Even worse, the work that caused the destruction may be based on a mistake, city officials said this week.
Several Douglas firs and western red cedars on the construction site will probably die within the next three to 10 years as a result of trenching, ditching and other work, said Elliott Menashe, an environmental consultant with Greenbelt Consulting in Clinton.
“Cutting the trees would have been a cleaner death,” he said. “There is no excuse for this sort of criminal ignorance in the construction of a public building.”
Both fibrous feeder roots and large-diameter anchoring roots have been seriously damaged and severed during excavation for the installation of an irrigation system, he said. The work has virtually destroyed the entire root system to a depth of six to eight inches.
And it appears that the work that caused the damage wasn’t approved by the city.
“There is really no excuse for this kind of mistake,” Menashe said. “Someone dropped the ball. A valuable public resource has been vandalized.”
Once Langley officials learned of the problem, they conducted a site visit earlier this week and found the work was not part of the approved plans for the fire hall campus, said Larry Cort, Langley’s director of community planning.
“Basically, it was a lot of trenching for irrigation in an area that had not been approved for such work,” Cort said.
“We had specific instructions to preserve all the on-site trees and the approved plans reflect those instructions,” he said.
In fact, fire department and city officials had repeatedly said the project would preserve most trees on the property.
The city sent a letter to Carletti Architects, the builders of the project, on July 9 to point out several problems at the site.
The architect could not immediately be reached for comment late this week.
According to the letter, the city never received nor approved an irrigation plan for the project.

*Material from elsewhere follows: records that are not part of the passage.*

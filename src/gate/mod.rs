pub mod policy;
pub mod selector;

pub use self::policy::{
    ConstantGatePolicy, GatePolicy, GateState, SafetyGatePolicy, ScriptedGatePolicy,
};
pub use self::selector::{select_starting_gate, GateSelection, StartingGateRequest};

use serde::{Deserialize, Serialize};
use strum_macros::{Display, EnumIter, EnumString};

/// Jury risk tolerance for the starting gate search.
#[derive(
    Debug,
    Clone,
    Copy,
    PartialEq,
    Eq,
    Hash,
    Display,
    EnumString,
    EnumIter,
    Serialize,
    Deserialize,
    clap::ValueEnum,
)]
#[strum(serialize_all = "snake_case")]
#[serde(rename_all = "camelCase")]
pub enum JuryBravery {
    VeryLow,
    Low,
    Medium,
    High,
    VeryHigh,
}

impl JuryBravery {
    /// Jumpers per fifty allowed to land beyond HS.
    pub fn overshoots_per_fifty(&self) -> usize {
        match self {
            Self::VeryHigh => 5,
            Self::High => 3,
            Self::Medium => 1,
            Self::Low | Self::VeryLow => 0,
        }
    }

    pub fn overshoot_share(&self) -> f64 {
        self.overshoots_per_fifty() as f64 / 50.0
    }

    /// `floor(field_size * share)`, computed exactly.
    pub fn allowed_overshoots(&self, field_size: usize) -> usize {
        field_size * self.overshoots_per_fifty() / 50
    }

    /// Extra bars taken off after the search converges.
    pub fn post_adjustment(&self) -> i32 {
        match self {
            Self::VeryLow => -2,
            Self::Low => -1,
            _ => 0,
        }
    }
}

Further, Langley complained that significant trenching had taken place in the city’s right of way and that such work was not authorized under the permit the city had issued for the project.
In addition, the city told the builders in the letter that they do not permit installation of irrigation within its rights-of-way where there is parking on the side of the road.
The city has told the builder to correct the violations and has asked for a professional arborist to review the disturbance and tree damage on the site by July 18.
Depending on the results of the arborist’s review, the city may require mitigation to compensate for the potential loss of the trees.
Among other measures, the builders will also be required to put up construction barriers along the drip lines of the trees and remove excess soils at the base of the trees near the Island Transit park-and-ride pullout.
Menashe recommended that a “tree casualty/damage appraisal” be done. He said the cost of the trees and additional landscaping to fix the damage should be charged to the contractor and other responsible parties.
However, it may be too late for the trees. Menashe said his diagnosis looks grim.
“I’d say all the significant trees on the property are at risk of decline, some more than others, due to extremely poor and unnecessarily destructive development practices,” he said.
“The trees are probably on the order of 80 to 100 years old, though I haven’t conducted a ring count,” Menashe said. “From an informal, cursory examination, I would say that all significant trees on the property were in good to excellent condition prior to construction. They were well-rooted in deep soils, had grown in exposed conditions, and were thus windfirm. Their form was ideal for specimen trees.”
Menashe said he hopes the city learned a lesson from the problem.
“I hope the city of Langley will finally take steps to develop a tree ordinance,” he said.
And indeed, a tree ordinance is in the works at Langley City Hall.
“We expect to move forward quickly with very specific practices for contractors regarding tree protection which will be appended to all future permits,” Cort said. “We also have a tree protection ordinance on our list of priority code amendments.”